Téa Obreht: The Tiger’s Wife

Téa Obreht grew up in the former Yugoslavia, and she channels her experiences through her descriptions of the disorienting nature of change. The narrator of The Tiger’s Wife muses about how in the wake of a civil war that ripped her unnamed country apart, historical places and people that were once associated with her nation have been reappropriated, turning familiar things foreign. Throughout her debut novel, Obreht also works to keep her readers disoriented, blending myth and history and weaving characters too complex to be categorized simply as heroes or villains.

The Tiger’s Wife follows Natalia, a young doctor who learns that her grandfather has died while she’s across the border on a mission to deliver vaccines to an orphanage. The narrative spans her present actions, her memories of her grandfather, and stories about him and his home village, woven together by tales of a man that cannot die and a young, battered woman who forms a bond with an escaped zoo tiger.

Obreht was the youngest person on The New Yorker’s list of the 20 best fiction writers under 40, and The Tiger’s Wife lives up to its hype. The book provides an intimate view of life in a place where war is always close to the horizon. She obligingly mentions commonly known hazards like teens being blown up by landmines years after the weapons serve any military relevance. The Tiger’s Wife also provides a deeper look at the less obvious effects of war, like teens turning contraband imports into status symbols, groups of people defiantly spending all night in coffee houses while air-raid sirens blare, and zoo animals killing themselves and each other as they succumb to unbearable stress.

The characters are as complicated as the conflicts around them. Obreht introduces an abusive butcher, then spends a chapter explaining how culture and bad luck kept him from living the life he wanted, transforming him into a contemptible but tragic character. A bear hunter whom Natalia’s grandfather adored becomes an enemy when he begins stalking the tiger.

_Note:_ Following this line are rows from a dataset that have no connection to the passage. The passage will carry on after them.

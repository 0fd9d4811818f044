//! Train command - run tabular Q-learning over the reference maze

use std::{
    fs::File,
    path::{Path, PathBuf},
};

use anyhow::{Result, anyhow};
use clap::Parser;
use serde::Serialize;
use serde_json::to_writer_pretty;

use crate::{
    cli::output::{format_number, print_kv, print_stats_table},
    export::QTableCsvExporter,
    maze::State,
    pipeline::{
        ContextBuilder, DEFAULT_ABORT_THRESHOLD, DEFAULT_DISCOUNT_RATE, DEFAULT_LEARNING_RATE,
        DEFAULT_MAX_EPOCHS, DEFAULT_STEP_CAP, JsonlObserver, MetricsObserver, MetricsSummary,
        ProgressObserver, Trainer, Walker,
    },
    q_learning::QTable,
};

#[derive(Debug, Serialize)]
struct WalkSummary {
    start: State,
    path: Vec<State>,
    steps: usize,
}

#[derive(Debug, Serialize)]
struct SummaryMetadata {
    epochs: usize,
    learning_rate: f64,
    discount_rate: f64,
    step_cap: usize,
    abort_threshold: f64,
    seed: Option<u64>,
}

#[derive(Debug, Serialize)]
struct TrainingSummaryFile {
    training: MetricsSummary,
    walk: Option<WalkSummary>,
    metadata: SummaryMetadata,
}

fn sanitize_summary_path(raw: &Path) -> PathBuf {
    let mut normalized = raw.to_path_buf();
    let raw_str = raw.as_os_str().to_string_lossy();

    // Treat trailing separators or missing filename as a directory target.
    if raw_str.ends_with(std::path::MAIN_SEPARATOR) || normalized.file_name().is_none() {
        normalized.push("training_summary.json");
        return normalized;
    }

    match normalized.extension().and_then(|ext| ext.to_str()) {
        Some(ext) if ext.eq_ignore_ascii_case("json") => normalized,
        _ => {
            normalized.set_extension("json");
            normalized
        }
    }
}

#[derive(Parser, Debug)]
#[command(
    about = "Train a Q-learning policy on the reference maze",
    allow_negative_numbers = true
)]
pub struct TrainArgs {
    /// Number of training epochs (one episode per epoch)
    #[arg(long, short = 'e', default_value_t = DEFAULT_MAX_EPOCHS)]
    pub epochs: usize,

    /// Learning rate α (0.0-1.0)
    #[arg(long, default_value_t = DEFAULT_LEARNING_RATE)]
    pub learning_rate: f64,

    /// Discount rate γ (0.0-1.0)
    #[arg(long, default_value_t = DEFAULT_DISCOUNT_RATE)]
    pub discount_rate: f64,

    /// Maximum simulated transitions per episode
    #[arg(long, default_value_t = DEFAULT_STEP_CAP)]
    pub step_cap: usize,

    /// Abort an episode when a transition reward falls below this value
    #[arg(long, default_value_t = DEFAULT_ABORT_THRESHOLD)]
    pub abort_threshold: f64,

    /// Random seed for reproducibility
    #[arg(long)]
    pub seed: Option<u64>,

    /// Walk the learned greedy policy from this state after training
    #[arg(long, short = 's')]
    pub start: Option<usize>,

    /// Optional file for JSONL observations
    #[arg(long)]
    pub observations: Option<PathBuf>,

    /// Output CSV file for the learned Q-table
    #[arg(long, short = 'O')]
    pub q_table_out: Option<PathBuf>,

    /// Optional path for writing a summary JSON file
    #[arg(long)]
    pub summary: Option<PathBuf>,

    /// Show progress bar
    #[arg(long, default_value_t = true)]
    pub progress: bool,

    /// Print the learned Q-table as a grid
    #[arg(long, default_value_t = false)]
    pub print_q_table: bool,
}

/// Print the learned Q-values as a dense grid, one row per source state
fn display_q_table(table: &QTable) {
    println!("\n=== Learned Q-Table ===");
    print!("{:>5}", "from");
    for to in 0..table.n_states() {
        print!("{to:>9}");
    }
    println!();

    for from in 0..table.n_states() {
        print!("{from:>5}");
        for to in 0..table.n_states() {
            print!("{:>9.3}", table.value_of(from, to));
        }
        println!();
    }
}

/// Render a walk as `9 -> 5 -> 1 -> 0 (goal)`
fn render_path(path: &[State], goal: State) -> String {
    let mut rendered = path
        .iter()
        .map(ToString::to_string)
        .collect::<Vec<_>>()
        .join(" -> ");
    if path.last() == Some(&goal) {
        rendered.push_str(" (goal)");
    }
    rendered
}

pub fn execute(args: TrainArgs) -> Result<()> {
    let mut builder = ContextBuilder::reference()?
        .learning_rate(args.learning_rate)
        .discount_rate(args.discount_rate)
        .max_epochs(args.epochs)
        .step_cap(args.step_cap)
        .abort_threshold(args.abort_threshold);

    if let Some(seed) = args.seed {
        builder = builder.seed(seed);
    }

    let mut context = builder.build()?;

    // Reject a bad walk start before any training time is spent.
    if let Some(start) = args.start
        && start >= context.graph().n_states()
    {
        return Err(anyhow!(
            "Walk start {start} is out of bounds for a maze of {} states",
            context.graph().n_states()
        ));
    }

    let summary_spec = args.summary.as_ref().map(|raw| {
        let sanitized = sanitize_summary_path(raw);
        let normalized = sanitized != *raw;
        (sanitized, normalized)
    });

    println!("=== Q-Learning Training ===");
    print_kv("States", &context.graph().n_states().to_string());
    print_kv("Goal", &context.graph().goal().to_string());
    print_kv("Epochs", &format_number(context.max_epochs()));
    print_kv("Learning rate", &context.learning_rate().to_string());
    print_kv("Discount rate", &context.discount_rate().to_string());
    match context.seed() {
        Some(seed) => print_kv("Seed", &seed.to_string()),
        None => print_kv("Seed", "random"),
    }

    let mut trainer = Trainer::new();

    // Add progress bar observer if requested
    if args.progress {
        trainer = trainer.with_observer(Box::new(ProgressObserver::new()));
    }

    // Add metrics observer; the retained clone reads the counts back later
    let metrics_observer = MetricsObserver::new();
    trainer = trainer.with_observer(Box::new(metrics_observer.clone()));

    // Add JSONL observer if requested; the walker reuses the same sink so
    // episode and walk records land in one file
    let jsonl_observer = match &args.observations {
        Some(path) => {
            let observer = JsonlObserver::new(path)?;
            trainer = trainer.with_observer(Box::new(observer.clone()));
            Some(observer)
        }
        None => None,
    };

    let table = trainer.train(&mut context)?;
    let training_summary = metrics_observer.summary();

    println!("\n=== Training Complete ===");
    let episodes = format_number(training_summary.total_episodes);
    let reached_goal = format!(
        "{} ({:.1}%)",
        training_summary.reached_goal,
        training_summary.goal_rate * 100.0
    );
    let trap_aborted = format!(
        "{} ({:.1}%)",
        training_summary.trap_aborted,
        training_summary.trap_rate * 100.0
    );
    let dead_ends = training_summary.dead_end.to_string();
    let step_capped = training_summary.step_capped.to_string();
    let avg_length = format!("{:.1}", training_summary.avg_episode_length);
    print_stats_table(&[
        ("Episodes", episodes.as_str()),
        ("Reached goal", reached_goal.as_str()),
        ("Trap aborted", trap_aborted.as_str()),
        ("Dead ends", dead_ends.as_str()),
        ("Step capped", step_capped.as_str()),
        ("Avg episode length", avg_length.as_str()),
    ]);

    if args.print_q_table {
        display_q_table(&table);
    }

    if let Some(ref csv_path) = args.q_table_out {
        let exported = QTableCsvExporter::export(&table, csv_path)?;
        println!(
            "\n✓ Exported {exported} state row(s) to {}",
            csv_path.display()
        );
    }

    let walk_summary = match args.start {
        Some(start) => {
            let mut walker = Walker::new();
            if let Some(observer) = &jsonl_observer {
                walker = walker.with_observer(Box::new(observer.clone()));
            }

            let path = walker.walk(&context, &table, start)?;
            let steps = path.len().saturating_sub(1);

            println!("\n=== Greedy Walk ===");
            print_kv("Start", &start.to_string());
            print_kv("Path", &render_path(&path, context.graph().goal()));
            print_kv("Steps", &steps.to_string());

            Some(WalkSummary { start, path, steps })
        }
        None => None,
    };

    if let Some((summary_path, normalized)) = summary_spec {
        if normalized {
            println!(
                "\n⚠️  Normalizing summary path to {}",
                summary_path.display()
            );
        }

        if let Some(parent) = summary_path.parent() {
            std::fs::create_dir_all(parent)?;
        }

        let summary = TrainingSummaryFile {
            training: training_summary,
            walk: walk_summary,
            metadata: SummaryMetadata {
                epochs: args.epochs,
                learning_rate: args.learning_rate,
                discount_rate: args.discount_rate,
                step_cap: args.step_cap,
                abort_threshold: args.abort_threshold,
                seed: args.seed,
            },
        };

        let file = File::create(&summary_path)?;
        to_writer_pretty(file, &summary)?;
        println!("\nSummary written to {}", summary_path.display());
    }

    Ok(())
}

The conflicts at work aren’t just between nations or individuals, but between science, faith, and legend. Natalia is furious with a family who believes their sickness can’t be cured by her medicine, and will only be relieved if they dig up a relative’s bones. As she narrates the book, she constantly strives to scientifically dissect the tall tales and myths to find the hard truths beneath. Yet she eventually acknowledges that a good myth can bring comfort in the face of terrible loss, making it more powerful than facts.